Question

A pipe of length $85cm$ is closed from one end. Find the number of possible natural oscillations of air column in the pipe whose frequencies lie below $1250Hz$. The velocity of sound in air is $340\raisebox{1ex}{$m$}\!\left/ \!\raisebox{-1ex}{$s$}\right.$

• A. $12$
• B. $8$
• C. $6$
• D. $4$

Answer 1

The correct option is C

$6$

Step 1. Given Data,

Length of pipe, $L=85cm=0.85m$

Velocity of sound in air, $v=340\raisebox{1ex}{$m$}\!\left/ \!\raisebox{-1ex}{$s$}\right.$

Step 2. Fundamental frequency of closed organ pipe is,

$f=\frac{v}{4L}$ (where, $f$ is the fundamental frequency.)
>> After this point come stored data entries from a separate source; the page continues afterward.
//! Confidence scoring for (transaction, invoice) pairs
//!
//! Five independent signals are summed and capped at 1.0:
//!
//! | Signal    | Max  |
//! |-----------|------|
//! | Amount    | 0.40 |
//! | Date      | 0.20 |
//! | Reference | 0.30 |
//! | Name      | 0.20 |
//! | Account   | 0.10 |
//!
//! Contributions are kept in basis points so that sums compare exactly
//! against the confidence floor.

use bigdecimal::{BigDecimal, ToPrimitive, Zero};
use serde::{Deserialize, Serialize};

use crate::config::DEFAULT_AMOUNT_TOLERANCE;
use crate::reconciliation::similarity::Similarity;
use crate::types::*;

/// One whole score in basis points
pub const SCORE_SCALE: u32 = 10_000;

/// Convert a `[0.0, 1.0]` score to basis points
pub fn to_basis_points(score: f64) -> u32 {
    (score.clamp(0.0, 1.0) * SCORE_SCALE as f64).round() as u32
}

/// Convert basis points back to a `[0.0, 1.0]` score
pub fn from_basis_points(points: u32) -> f64 {
    points.min(SCORE_SCALE) as f64 / SCORE_SCALE as f64
}

/// Percentage with one decimal place for a score in basis points
pub fn confidence_percent(points: u32) -> f64 {
    (points.min(SCORE_SCALE) as f64 / 10.0).round() / 10.0
}

/// Weight table for the scorer, in basis points
#[derive(Debug, Clone, PartialEq, Serialize, Deserialize)]
pub struct ScoreWeights {
    pub amount_exact: u32,
    pub amount_near: u32,
    /// Date score on the same day; decreases by `date_step` per day up to 3 days
    pub date_max: u32,
    pub date_step: u32,
    /// Flat date score for 4 to 7 days
    pub date_week: u32,
    pub reference_full: u32,
    pub reference_partial: u32,
    /// (minimum similarity percent, points), strongest first
    pub name_tiers: Vec<(usize, u32)>,
    pub account: u32,
}

impl Default for ScoreWeights {
    fn default() -> Self {
        Self {
            amount_exact: 4_000,
            amount_near: 3_500,
            date_max: 2_000,
            date_step: 500,
            date_week: 1_000,
            reference_full: 3_000,
            reference_partial: 1_500,
            name_tiers: vec![(80, 2_000), (60, 1_500), (40, 1_000)],
            account: 1_000,
        }
    }
}

/// Per-signal contributions of a score, in basis points
#[derive(Debug, Clone, Copy, Default, PartialEq, Eq, Serialize, Deserialize)]
pub struct ScoreBreakdown {
    pub amount: u32,
    pub date: u32,
    pub reference: u32,
    pub name: u32,
    pub account: u32,
}

impl ScoreBreakdown {
    /// Sum of all signals capped at [`SCORE_SCALE`]
    pub fn total_points(&self) -> u32 {
        (self.amount + self.date + self.reference + self.name + self.account).min(SCORE_SCALE)
    }

    /// Total score in `[0.0, 1.0]`
    pub fn total(&self) -> f64 {
        from_basis_points(self.total_points())
    }

    /// Total score as a percentage with one decimal place
    pub fn confidence_percent(&self) -> f64 {
        confidence_percent(self.total_points())
    }
}

/// Weighted multi-signal scorer
#[derive(Debug, Clone, PartialEq)]
pub struct ConfidenceScorer {
    weights: ScoreWeights,
    amount_tolerance: f64,
}

impl Default for ConfidenceScorer {
    fn default() -> Self {
        Self::new(ScoreWeights::default(), DEFAULT_AMOUNT_TOLERANCE)
    }
}

impl ConfidenceScorer {
    /// Create a scorer with custom weights and amount tolerance
    pub fn new(weights: ScoreWeights, amount_tolerance: f64) -> Self {
        Self {
            weights,
            amount_tolerance,
        }
    }

    /// Score a pair, in `[0.0, 1.0]`
    pub fn score(&self, transaction: &BankTransaction, invoice: &Invoice) -> f64 {
        self.breakdown(transaction, invoice).total()
    }

    /// Score a pair and keep the per-signal contributions
    pub fn breakdown(&self, transaction: &BankTransaction, invoice: &Invoice) -> ScoreBreakdown {
        ScoreBreakdown {
            amount: self.amount_points(&transaction.amount, &invoice.total),
            date: self.date_points(transaction, invoice),
            reference: self.reference_points(transaction, &invoice.invoice_number),
            name: self.name_points(transaction, invoice),
            account: self.account_points(transaction, invoice),
        }
    }

    fn amount_points(&self, amount: &BigDecimal, total: &BigDecimal) -> u32 {
        if amount == total {
            return self.weights.amount_exact;
        }

        if *total <= BigDecimal::zero() {
            return 0;
        }

        let relative = ((amount - total).abs() / total)
            .to_f64()
            .unwrap_or(f64::MAX);

        if relative <= self.amount_tolerance {
            self.weights.amount_near
        } else {
            0
        }
    }

    fn date_points(&self, transaction: &BankTransaction, invoice: &Invoice) -> u32 {
        let days_from = |date: chrono::NaiveDate| {
            (transaction.transaction_date - date).num_days().unsigned_abs()
        };

        let min_days = match invoice.due_date {
            Some(due) => days_from(invoice.invoice_date).min(days_from(due)),
            None => days_from(invoice.invoice_date),
        };

        if min_days <= 3 {
            self.weights
                .date_max
                .saturating_sub(self.weights.date_step * min_days as u32)
        } else if min_days <= 7 {
            self.weights.date_week
        } else {
            0
        }
    }

    fn reference_points(&self, transaction: &BankTransaction, invoice_number: &str) -> u32 {
        let invoice_number = invoice_number.trim().to_lowercase();
        if invoice_number.is_empty() {
            return 0;
        }

        let haystacks: Vec<String> = [&transaction.description, &transaction.remittance_info]
            .into_iter()
            .flatten()
            .map(|text| text.to_lowercase())
            .collect();

        if haystacks.iter().any(|text| text.contains(&invoice_number)) {
            return self.weights.reference_full;
        }

        let digits: Vec<char> = invoice_number.chars().filter(|c| c.is_ascii_digit()).collect();
        if digits.len() >= 4 {
            let last_four: String = digits[digits.len() - 4..].iter().collect();
            if haystacks.iter().any(|text| text.contains(&last_four)) {
                return self.weights.reference_partial;
            }
        }

        0
    }

    fn name_points(&self, transaction: &BankTransaction, invoice: &Invoice) -> u32 {
        let customer_name = match invoice.customer.as_ref() {
            Some(customer) => customer.name.trim().to_lowercase(),
            None => return 0,
        };
        let counterparty = transaction
            .counterparty_name()
            .unwrap_or_default()
            .trim()
            .to_lowercase();

        let Some(similarity) = Similarity::between(&customer_name, &counterparty) else {
            return 0;
        };

        self.weights
            .name_tiers
            .iter()
            .find(|(percent, _)| similarity.at_least(*percent))
            .map(|(_, points)| *points)
            .unwrap_or(0)
    }

    fn account_points(&self, transaction: &BankTransaction, invoice: &Invoice) -> u32 {
        let customer_account = invoice
            .customer
            .as_ref()
            .and_then(|c| c.bank_account.as_deref())
            .map(normalize_account)
            .unwrap_or_default();

        if customer_account.is_empty() {
            return 0;
        }

        let matches = [&transaction.debtor_account, &transaction.creditor_account]
            .into_iter()
            .flatten()
            .any(|account| normalize_account(account) == customer_account);

        if matches {
            self.weights.account
        } else {
            0
        }
    }
}

/// Score a pair with the default weights and tolerance
pub fn score(transaction: &BankTransaction, invoice: &Invoice) -> f64 {
    ConfidenceScorer::default().score(transaction, invoice)
}

fn normalize_account(account: &str) -> String {
    account
        .chars()
        .filter(|c| !c.is_whitespace())
        .collect::<String>()
        .to_lowercase()
}

#[cfg(test)]
mod tests {
    use super::*;
    use chrono::NaiveDate;
    use std::str::FromStr;

    fn date(y: i32, m: u32, d: u32) -> NaiveDate {
        NaiveDate::from_ymd_opt(y, m, d).unwrap()
    }

    fn amount(value: &str) -> BigDecimal {
        BigDecimal::from_str(value).unwrap()
    }

    fn invoice(total: &str, number: &str) -> Invoice {
        Invoice::new(
            "inv1".to_string(),
            "c1".to_string(),
            number.to_string(),
            amount(total),
            date(2025, 1, 1),
            Some(date(2025, 1, 15)),
        )
    }

    fn transaction(value: &str, on: NaiveDate) -> BankTransaction {
        BankTransaction::new("t1".to_string(), "c1".to_string(), amount(value), on)
    }

    #[test]
    fn test_exact_match_scenario() {
        let inv = invoice("1500.00", "INV-2025-001");
        let mut txn = transaction("1500.00", date(2025, 1, 15));
        txn.description = Some("Payment for INV-2025-001".to_string());

        let breakdown = ConfidenceScorer::default().breakdown(&txn, &inv);
        assert_eq!(breakdown.amount, 4_000);
        assert_eq!(breakdown.date, 2_000);
        assert_eq!(breakdown.reference, 3_000);
        assert_eq!(breakdown.name, 0);
        assert_eq!(breakdown.account, 0);
        assert_eq!(breakdown.total(), 0.9);
        assert_eq!(breakdown.confidence_percent(), 90.0);
    }

    #[test]
    fn test_amount_within_tolerance() {
        let inv = invoice("1000.00", "X");
        let txn = transaction("999.50", date(2025, 3, 1));

        let breakdown = ConfidenceScorer::default().breakdown(&txn, &inv);
        assert_eq!(breakdown.amount, 3_500);
        assert_eq!(score(&txn, &inv), 0.35);
    }

    #[test]
    fn test_amount_outside_tolerance_and_zero_total() {
        let scorer = ConfidenceScorer::default();
        assert_eq!(scorer.amount_points(&amount("980"), &amount("1000")), 0);
        assert_eq!(scorer.amount_points(&amount("10"), &amount("0")), 0);
        assert_eq!(scorer.amount_points(&amount("0"), &amount("0")), 4_000);
    }

    #[test]
    fn test_date_proximity_steps() {
        let scorer = ConfidenceScorer::default();
        let inv = invoice("1", "X");
        let expected = [
            (15, 2_000),
            (16, 1_500),
            (17, 1_000),
            (18, 500),
            (19, 1_000),
            (22, 1_000),
            (23, 0),
        ];
        for (day, points) in expected {
            let txn = transaction("5", date(2025, 1, day));
            assert_eq!(scorer.date_points(&txn, &inv), points, "day {}", day);
        }
    }

    #[test]
    fn test_date_without_due_date_uses_invoice_date() {
        let mut inv = invoice("1", "X");
        inv.due_date = None;
        let txn = transaction("5", date(2025, 1, 2));
        assert_eq!(ConfidenceScorer::default().date_points(&txn, &inv), 1_500);
    }

    #[test]
    fn test_reference_partial_digits() {
        let scorer = ConfidenceScorer::default();
        let mut txn = transaction("5", date(2025, 1, 1));
        txn.remittance_info = Some("uplata po faktura 2025-0042".to_string());

        assert_eq!(scorer.reference_points(&txn, "FAK-2025-0042"), 1_500);
        assert_eq!(scorer.reference_points(&txn, "2025-0042"), 3_000);
        assert_eq!(scorer.reference_points(&txn, "INV-12"), 0);
        assert_eq!(scorer.reference_points(&txn, ""), 0);
    }

    #[test]
    fn test_reference_is_case_insensitive() {
        let mut txn = transaction("5", date(2025, 1, 1));
        txn.description = Some("PAYMENT inv-2025-001".to_string());
        assert_eq!(
            ConfidenceScorer::default().reference_points(&txn, "INV-2025-001"),
            3_000
        );
    }

    #[test]
    fn test_name_tiers() {
        let scorer = ConfidenceScorer::default();
        let inv = invoice("1", "X").with_customer(Customer::new(
            "cust1".to_string(),
            "Acme Trading".to_string(),
        ));

        let cases = [
            ("ACME TRADING", 2_000),
            ("Acme Tradin", 2_000),
            ("Acme Trade Co", 1_500),
            ("Acme Co", 1_000),
            ("Globex", 0),
        ];
        for (name, points) in cases {
            let mut txn = transaction("5", date(2025, 1, 1));
            txn.debtor_name = Some(name.to_string());
            assert_eq!(scorer.name_points(&txn, &inv), points, "name {}", name);
        }
    }

    #[test]
    fn test_name_uses_creditor_for_outgoing() {
        let scorer = ConfidenceScorer::default();
        let inv = invoice("1", "X").with_customer(Customer::new(
            "cust1".to_string(),
            "Acme".to_string(),
        ));
        let mut txn = transaction("-5", date(2025, 1, 1));
        txn.debtor_name = Some("Acme".to_string());
        assert_eq!(scorer.name_points(&txn, &inv), 0);
        txn.creditor_name = Some("Acme".to_string());
        assert_eq!(scorer.name_points(&txn, &inv), 2_000);
    }

    #[test]
    fn test_missing_names_contribute_nothing() {
        let scorer = ConfidenceScorer::default();
        let inv = invoice("1", "X")
            .with_customer(Customer::new("cust1".to_string(), "".to_string()));
        let mut txn = transaction("5", date(2025, 1, 1));
        txn.debtor_name = Some("Acme".to_string());
        assert_eq!(scorer.name_points(&txn, &inv), 0);
    }

    #[test]
    fn test_account_match_ignores_spacing_and_case() {
        let scorer = ConfidenceScorer::default();
        let inv = invoice("1", "X").with_customer(
            Customer::new("cust1".to_string(), "Acme".to_string())
                .with_bank_account("MK07 1234 5678".to_string()),
        );
        let mut txn = transaction("5", date(2025, 1, 1));
        txn.debtor_account = Some("mk0712345678".to_string());
        assert_eq!(scorer.account_points(&txn, &inv), 1_000);

        txn.debtor_account = Some("MK07999".to_string());
        assert_eq!(scorer.account_points(&txn, &inv), 0);
    }

    #[test]
    fn test_score_is_capped_and_deterministic() {
        let weights = ScoreWeights {
            amount_exact: 9_000,
            ..ScoreWeights::default()
        };
        let scorer = ConfidenceScorer::new(weights, 0.01);
        let inv = invoice("100", "INV-1");
        let mut txn = transaction("100", date(2025, 1, 15));
        txn.description = Some("INV-1".to_string());

        let first = scorer.score(&txn, &inv);
        assert_eq!(first, 1.0);
        assert_eq!(first, scorer.score(&txn, &inv));
    }

    #[test]
    fn test_basis_point_conversion() {
        assert_eq!(to_basis_points(0.7), 7_000);
        assert_eq!(to_basis_points(1.5), SCORE_SCALE);
        assert_eq!(from_basis_points(7_000), 0.7);
        assert_eq!(confidence_percent(7_350), 73.5);
    }
}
$$\begin{gathered} \Rightarrow f=\frac{340}{(4\times 0.85)} \\ \Rightarrow f=100Hz. \end{gathered}$$

Step 3. To calculate the frequency:

The natural frequencies of a closed Organ pipe is, $f_n=\left(2n-1\right)f$

That is for $n=1,2,3,4,5,6,7,\dots$

The value of $f_n=100Hz,300Hz,500Hz,700Hz,900Hz,1100Hz,1300Hz,\dots$

Then the possible frequency is$100Hz,300Hz,500Hz,700Hz,900Hz,1100Hz$ below $1250Hz.$

Thus the number of possible natural oscillations whose frequency is below $1250$ is $6.$

Hence, the correct option is (C).